══ DATASET CONTENT ══
//! Shared wiremock fixtures

#![allow(dead_code)]

use meili_sdk::{Client, ClientConfig};
use serde_json::{json, Value};
use std::sync::atomic::{AtomicUsize, Ordering};
use std::time::{Duration, Instant};
use wiremock::{MockServer, Request, Respond, ResponseTemplate};

pub const MASTER_KEY: &str = "masterKey";
pub const SEARCH_KEY_UID: &str = "6062abda-a5aa-4414-ac91-ecd7944c0f8d";
pub const SEARCH_KEY: &str = "d0552b41536279a0ad88bd595327b96f01176a60c2243e906c52ac02375f9bc4";

pub fn client(server: &MockServer) -> Client {
    Client::new(ClientConfig::new(server.uri()).with_api_key(MASTER_KEY)).unwrap()
}

pub fn task_body(uid: i64, status: &str) -> Value {
    let mut body = json!({
        "uid": uid,
        "indexUid": "movies",
        "status": status,
        "type": "documentAdditionOrUpdate",
        "details": {"receivedDocuments": 2, "indexedDocuments": null},
        "enqueuedAt": "2024-05-01T10:00:00Z",
        "startedAt": null,
        "finishedAt": null
    });
    if status == "failed" {
        body["error"] = json!({
            "message": "The primary key inference failed.",
            "code": "index_primary_key_no_candidate_found",
            "type": "invalid_request",
            "link": "https://docs.meilisearch.com/errors#index_primary_key_no_candidate_found"
        });
    }
    body
}

pub fn accepted(uid: i64, task_type: &str) -> Value {
    json!({
        "taskUid": uid,
        "indexUid": "movies",
        "status": "enqueued",
        "type": task_type,
        "enqueuedAt": "2024-05-01T10:00:00Z"
    })
}

/// Serves the statuses in order, one per request; the last one repeats
pub struct StatusSequence {
    uid: i64,
    statuses: Vec<&'static str>,
    calls: AtomicUsize,
}

impl StatusSequence {
    pub fn new(uid: i64, statuses: Vec<&'static str>) -> Self {
        Self {
            uid,
            statuses,
            calls: AtomicUsize::new(0),
        }
    }
}

impl Respond for StatusSequence {
    fn respond(&self, _request: &Request) -> ResponseTemplate {
        let call = self.calls.fetch_add(1, Ordering::SeqCst);
        let status = self.statuses[call.min(self.statuses.len() - 1)];
        ResponseTemplate::new(200).set_body_json(task_body(self.uid, status))
    }
}

/// Serves the status reached at the time of each request
///
/// Status is `enqueued` until the first transition.
pub struct StatusTimeline {
    uid: i64,
    start: Instant,
    transitions: Vec<(Duration, &'static str)>,
}

impl StatusTimeline {
    pub fn new(uid: i64, transitions: Vec<(Duration, &'static str)>) -> Self {
        Self {
            uid,
            start: Instant::now(),
            transitions,
        }
    }
}

impl Respond for StatusTimeline {
    fn respond(&self, _request: &Request) -> ResponseTemplate {
        let elapsed = self.start.elapsed();
        let status = self
            .transitions
            .iter()
            .rev()
            .find(|(at, _)| elapsed >= *at)
            .map(|(_, status)| *status)
            .unwrap_or("enqueued");
        ResponseTemplate::new(200).set_body_json(task_body(self.uid, status))
    }
}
═══
▸ ASSIGNED TASK
Collect every line from the records above that contains the word "Serves".

▸ TASK ANSWER
/// Serves the statuses in order, one per request; the last one repeats
/// Serves the status reached at the time of each request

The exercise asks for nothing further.